#### What you have to do:
Look through the records below and collect all lines that hold the string "Asserts".

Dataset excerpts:

+ + + + +

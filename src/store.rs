use std::sync::Arc;

use crate::record::ConnectionRecord;

/// Frozen result of the startup collection pass, shared by every request.
#[derive(Clone, Debug)]
pub struct SnapshotStore {
    records: Arc<[ConnectionRecord]>,
}

impl SnapshotStore {
    pub fn empty() -> Self {
        Self::from_records(Vec::new())
    }

    pub fn from_records(records: Vec<ConnectionRecord>) -> Self {
        Self {
            records: records.into(),
        }
    }

    pub fn records(&self) -> &[ConnectionRecord] {
        &self.records
    }

    /// Handle to the frozen records without copying them.
    pub fn shared(&self) -> Arc<[ConnectionRecord]> {
        Arc::clone(&self.records)
    }

    pub fn len(&self) -> usize {
        self.records.len()
    }

    pub fn is_empty(&self) -> bool {
        self.records.is_empty()
    }
}

impl Default for SnapshotStore {
    fn default() -> Self {
        Self::empty()
    }
}
// SPDX-FileCopyrightText: 2025-2026 Zexin Yuan <aim@yzx9.xyz>
//
// SPDX-License-Identifier: Apache-2.0

use chrono::{Datelike, Months, NaiveDate};

use crate::datetime::{first_of_next_month, first_of_year, start_of_day};
use crate::{Culture, Slot};

/// The twelve months of the reference year, labeled with the culture's month names.
#[derive(Debug, Clone, Copy, Default, PartialEq, Eq)]
pub struct YearView;

impl YearView {
    pub fn start_date(&self, reference: NaiveDate, _culture: &Culture) -> NaiveDate {
        first_of_year(reference)
    }

    pub fn end_date(&self, reference: NaiveDate, culture: &Culture) -> NaiveDate {
        self.start_date(reference, culture) + Months::new(12)
    }

    /// One slot per month starting in `[start, end)`.
    pub fn slots(&self, culture: &Culture, start: NaiveDate, end: NaiveDate) -> Vec<Slot> {
        let mut slots = Vec::with_capacity(12);
        let mut month = match start.day() {
            1 => start,
            _ => first_of_next_month(start),
        };
        while month < end {
            let next = first_of_next_month(month);
            let label = culture.month_name(month.month());
            slots.push(Slot::new(label, start_of_day(month), start_of_day(next)));
            month = next;
        }
        slots
    }
}
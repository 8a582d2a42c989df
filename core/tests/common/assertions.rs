// SPDX-FileCopyrightText: 2025-2026 Zexin Yuan <aim@yzx9.xyz>
//
// SPDX-License-Identifier: Apache-2.0

//! Custom assertion helpers for integration tests.

use chrono::NaiveDateTime;
use timeslot_core::Slot;

/// Asserts that every slot ends where the next one starts, and that no slot is empty.
pub fn assert_contiguous(slots: &[Slot]) {
    for slot in slots {
        assert!(slot.start < slot.end, "empty slot: {slot:?}");
    }
    for pair in slots.windows(2) {
        assert_eq!(pair[0].end, pair[1].start, "gap or overlap after {:?}", pair[0]);
    }
}

/// Asserts that the slots exactly cover `[start, end)`.
pub fn assert_covers(slots: &[Slot], start: NaiveDateTime, end: NaiveDateTime) {
    assert_contiguous(slots);
    let first = slots.first().expect("slots must not be empty");
    let last = slots.last().expect("slots must not be empty");
    assert_eq!(first.start, start);
    assert_eq!(last.end, end);
}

+ + + + +

#### Exercise output:
/// Asserts that every slot ends where the next one starts, and that no slot is empty.
/// Asserts that the slots exactly cover `[start, end)`.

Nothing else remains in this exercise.